*Materials provided*.
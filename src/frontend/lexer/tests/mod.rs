//! Lexer unit tests

use super::*;

fn lex(source: &str) -> Lexed {
    tokenize(source, &HashSet::new())
}

fn lex_with(
    source: &str,
    locals: &[&str],
) -> Lexed {
    let locals: HashSet<String> = locals.iter().map(|s| s.to_string()).collect();
    tokenize(source, &locals)
}

fn kinds(source: &str) -> Vec<TokenKind> {
    lex(source).tokens.into_iter().map(|t| t.kind).collect()
}

#[test]
fn test_empty_input_is_beg() {
    let lexed = lex("");
    assert_eq!(lexed.state, ExprState::Beg);
    assert_eq!(lexed.tokens.len(), 1);
    assert!(!lexed.in_literal);
}

#[test]
fn test_simple_expression_ends_in_end_state() {
    assert_eq!(lex("1 + 1").state, ExprState::End);
    assert_eq!(lex("1 +").state, ExprState::Beg);
    assert_eq!(lex("foo.").state, ExprState::Dot);
    assert_eq!(lex("Foo::").state, ExprState::Dot);
}

#[test]
fn test_keyword_states() {
    assert_eq!(lex("def").state, ExprState::Fname);
    assert_eq!(lex("def foo").state, ExprState::EndFn);
    assert_eq!(lex("def foo(a, b)").state, ExprState::EndFn);
    assert_eq!(lex("class").state, ExprState::Class);
    assert_eq!(lex("if").state, ExprState::Value);
    assert_eq!(lex("x and").state, ExprState::Value);
    assert_eq!(lex("return").state, ExprState::Mid);
    assert_eq!(lex("end").state, ExprState::End);
    assert_eq!(lex("foo(1)").state, ExprState::EndArg);
}

#[test]
fn test_identifier_states() {
    assert_eq!(lex("puts").state, ExprState::CmdArg);
    assert_eq!(lex("x = foo").state, ExprState::Arg);
    assert_eq!(lex_with("x", &["x"]).state, ExprState::End);
    assert_eq!(lex("Foo").state, ExprState::End);
    assert_eq!(lex("a.b").state, ExprState::Arg);
}

#[test]
fn test_terminators() {
    assert_eq!(lex("x = 1;").state, ExprState::Terminated);
    assert_eq!(lex("x = 1\n").state, ExprState::Terminated);
    assert_eq!(
        kinds("a\nb"),
        vec![
            TokenKind::Ident("a".into()),
            TokenKind::Newline,
            TokenKind::Ident("b".into()),
            TokenKind::Eof,
        ]
    );
}

#[test]
fn test_newline_ignored_after_operator() {
    assert_eq!(
        kinds("1 +\n2"),
        vec![
            TokenKind::Int(1),
            TokenKind::Plus,
            TokenKind::Int(2),
            TokenKind::Eof,
        ]
    );
}

#[test]
fn test_backslash_continues_the_line() {
    let lexed = lex("a = 1 \\");
    assert!(lexed.error.is_none());
    assert_eq!(lexed.state, ExprState::Beg);
    assert_eq!(
        kinds("a = 1 \\\n+ 2"),
        vec![
            TokenKind::Ident("a".into()),
            TokenKind::Assign,
            TokenKind::Int(1),
            TokenKind::Plus,
            TokenKind::Int(2),
            TokenKind::Eof,
        ]
    );
    assert_eq!(lex("a = 1 \\\n").state, ExprState::End);
}

#[test]
fn test_open_string_sets_in_literal() {
    assert!(lex("\"abc").in_literal);
    assert!(lex("'abc").in_literal);
    assert!(lex("x = \"a #{b").in_literal);
    assert!(lex(":\"sym").in_literal);
    assert!(lex("%w(a b").in_literal);
    assert!(!lex("\"abc\"").in_literal);
}

#[test]
fn test_string_escapes_and_interpolation() {
    let tokens = kinds(r#""a\tb#{x + 1}c""#);
    assert_eq!(
        tokens[0],
        TokenKind::Str(vec![
            StrPart::Lit("a\tb".into()),
            StrPart::Code("x + 1".into()),
            StrPart::Lit("c".into()),
        ])
    );
    assert_eq!(
        kinds(r"'it\'s \n'")[0],
        TokenKind::Str(vec![StrPart::Lit("it's \\n".into())])
    );
    assert_eq!(
        kinds(r#""é\x41""#)[0],
        TokenKind::Str(vec![StrPart::Lit("éA".into())])
    );
}

#[test]
fn test_interpolation_with_nested_braces() {
    let tokens = kinds(r##""#{h.map { |k| "#{k}" }}""##);
    assert_eq!(
        tokens[0],
        TokenKind::Str(vec![StrPart::Code(r##"h.map { |k| "#{k}" }"##.into())])
    );
}

#[test]
fn test_numbers() {
    assert_eq!(kinds("42")[0], TokenKind::Int(42));
    assert_eq!(kinds("1_000")[0], TokenKind::Int(1000));
    assert_eq!(kinds("0x1F")[0], TokenKind::Int(31));
    assert_eq!(kinds("0b101")[0], TokenKind::Int(5));
    assert_eq!(kinds("1.5")[0], TokenKind::Float(1.5));
    assert_eq!(kinds("2e3")[0], TokenKind::Float(2000.0));
    assert_eq!(
        kinds("3.times"),
        vec![
            TokenKind::Int(3),
            TokenKind::Dot,
            TokenKind::Ident("times".into()),
            TokenKind::Eof,
        ]
    );
}

#[test]
fn test_slash_depends_on_state() {
    assert_eq!(kinds("a = /x/")[2], TokenKind::Regexp {
        parts: vec![StrPart::Lit("x".into())],
        flags: String::new(),
    });
    assert_eq!(kinds("puts /x/i")[1], TokenKind::Regexp {
        parts: vec![StrPart::Lit("x".into())],
        flags: "i".into(),
    });
    let with_local = lex_with("x /2", &["x"]);
    assert_eq!(with_local.tokens[1].kind, TokenKind::Slash);
    assert!(!with_local.in_literal);
    let unknown = lex("x /2");
    assert!(matches!(unknown.tokens[1].kind, TokenKind::Regexp { .. }));
    assert!(unknown.in_literal);
}

#[test]
fn test_minus_depends_on_spacing() {
    assert_eq!(kinds("a - 1")[1], TokenKind::Minus);
    assert_eq!(kinds("puts -1")[1], TokenKind::UMinus);
    assert_eq!(kinds("-1")[0], TokenKind::UMinus);
    assert_eq!(lex_with("x -1", &["x"]).tokens[1].kind, TokenKind::Minus);
    assert_eq!(kinds("x -= 1")[1], TokenKind::OpAssign("-".into()));
}

#[test]
fn test_assignment_declares_local() {
    let lexed = lex("x = 4; x /2");
    let slash = lexed
        .tokens
        .iter()
        .filter(|t| t.kind == TokenKind::Slash)
        .count();
    assert_eq!(slash, 1);
    assert!(!lexed.in_literal);
}

#[test]
fn test_block_params_declare_locals() {
    let lexed = lex("[1].each { |v| v /2 }");
    assert!(lexed.tokens.iter().any(|t| t.kind == TokenKind::Slash));
    assert!(lexed.tokens.iter().any(|t| t.kind == TokenKind::LBraceBlock));
    let empty = kinds("foo { || 1 }");
    assert_eq!(empty[2], TokenKind::Pipe);
    assert_eq!(empty[3], TokenKind::Pipe);
}

#[test]
fn test_hash_brace_versus_block_brace() {
    assert_eq!(kinds("x = {a: 1}")[2], TokenKind::LBrace);
    assert_eq!(kinds("x = {a: 1}")[3], TokenKind::Label("a".into()));
    assert_eq!(kinds("loop { }")[1], TokenKind::LBraceBlock);
}

#[test]
fn test_symbols() {
    assert_eq!(kinds(":foo")[0], TokenKind::Symbol("foo".into()));
    assert_eq!(kinds(":empty?")[0], TokenKind::Symbol("empty?".into()));
    assert_eq!(kinds(":+")[0], TokenKind::Symbol("+".into()));
    assert_eq!(kinds(":@x")[0], TokenKind::Symbol("@x".into()));
    assert_eq!(
        kinds("a ? b : c")[3],
        TokenKind::Colon,
        "ternary colon must not become a symbol"
    );
}

#[test]
fn test_method_names_after_def() {
    assert_eq!(kinds("def +(o)")[1], TokenKind::Ident("+".into()));
    assert_eq!(kinds("def []=(k, v)")[1], TokenKind::Ident("[]=".into()));
    assert_eq!(kinds("def name=(v)")[1], TokenKind::Ident("name=".into()));
    assert_eq!(kinds("def end")[1], TokenKind::Ident("end".into()));
    assert_eq!(kinds("def self.build")[1], TokenKind::KwSelf);
    assert_eq!(lex("def self.build").state, ExprState::EndFn);
    assert_eq!(lex("def self.").state, ExprState::Fname);
}

#[test]
fn test_keywords_after_dot_are_method_names() {
    assert_eq!(kinds("x.class")[2], TokenKind::Ident("class".into()));
    assert_eq!(kinds("x.nil?")[2], TokenKind::Ident("nil?".into()));
}

#[test]
fn test_def_params_declare_locals() {
    let lexed = lex("def half(n) n /2 end");
    assert!(lexed.tokens.iter().any(|t| t.kind == TokenKind::Slash));
    let bare = lex("def half n\nn /2\nend");
    assert!(bare.tokens.iter().any(|t| t.kind == TokenKind::Slash));
}

#[test]
fn test_heredoc_body_and_resume() {
    let lexed = lex("x = <<~EOS\n  hello\n    world\n  EOS\nx");
    assert!(!lexed.in_literal);
    assert_eq!(
        lexed.tokens[2].kind,
        TokenKind::Str(vec![StrPart::Lit("hello\n  world\n".into())])
    );
    assert_eq!(lexed.tokens[3].kind, TokenKind::Newline);
    assert_eq!(lexed.tokens[4].kind, TokenKind::Ident("x".into()));
}

#[test]
fn test_unterminated_heredoc_is_open_literal() {
    assert!(lex("x = <<EOS").in_literal);
    assert!(lex("x = <<EOS\nline one").in_literal);
    assert!(lex("x = <<-EOS\nline one\n").in_literal);
}

#[test]
fn test_shift_is_not_heredoc() {
    assert_eq!(lex_with("a << b", &["a", "b"]).tokens[1].kind, TokenKind::Shl);
    assert_eq!(kinds("[] << 1")[2], TokenKind::Shl);
}

#[test]
fn test_word_lists() {
    assert_eq!(
        kinds("%w(a b c)")[0],
        TokenKind::Words {
            items: vec!["a".into(), "b".into(), "c".into()],
            symbols: false,
        }
    );
    assert_eq!(
        kinds("%i[x y]")[0],
        TokenKind::Words {
            items: vec!["x".into(), "y".into()],
            symbols: true,
        }
    );
}

#[test]
fn test_comments_are_skipped() {
    assert_eq!(lex("x = 1 # note").state, ExprState::End);
    assert_eq!(lex("x = # note").state, ExprState::Beg);
}

#[test]
fn test_invalid_character_reports_error() {
    let lexed = lex("x = `ls`");
    assert!(matches!(
        lexed.error,
        Some(LexError::UnexpectedChar { ch: '`', .. })
    ));
    assert_eq!(lexed.tokens.last().map(|t| &t.kind), Some(&TokenKind::Eof));
}

#[test]
fn test_spaced_flag() {
    let tokens = lex("foo (1)").tokens;
    assert!(tokens[1].spaced);
    let tokens = lex("foo(1)").tokens;
    assert!(!tokens[1].spaced);
}

#[test]
fn test_labels_only_in_argument_positions() {
    assert_eq!(kinds("foo a: 1")[1], TokenKind::Label("a".into()));
    let ternary = kinds("c ? a : b");
    assert_eq!(ternary[2], TokenKind::Ident("a".into()));
}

*Assignment*. Only the lines from the one containing "assert!(!tokens[1].spaced);" through the final line of the data belong in the answer, repeated exactly.

*Solution for this problem*.
    assert!(!tokens[1].spaced);
}

#[test]
fn test_labels_only_in_argument_positions() {
    assert_eq!(kinds("foo a: 1")[1], TokenKind::Label("a".into()));
    let ternary = kinds("c ? a : b");
    assert_eq!(ternary[2], TokenKind::Ident("a".into()));
}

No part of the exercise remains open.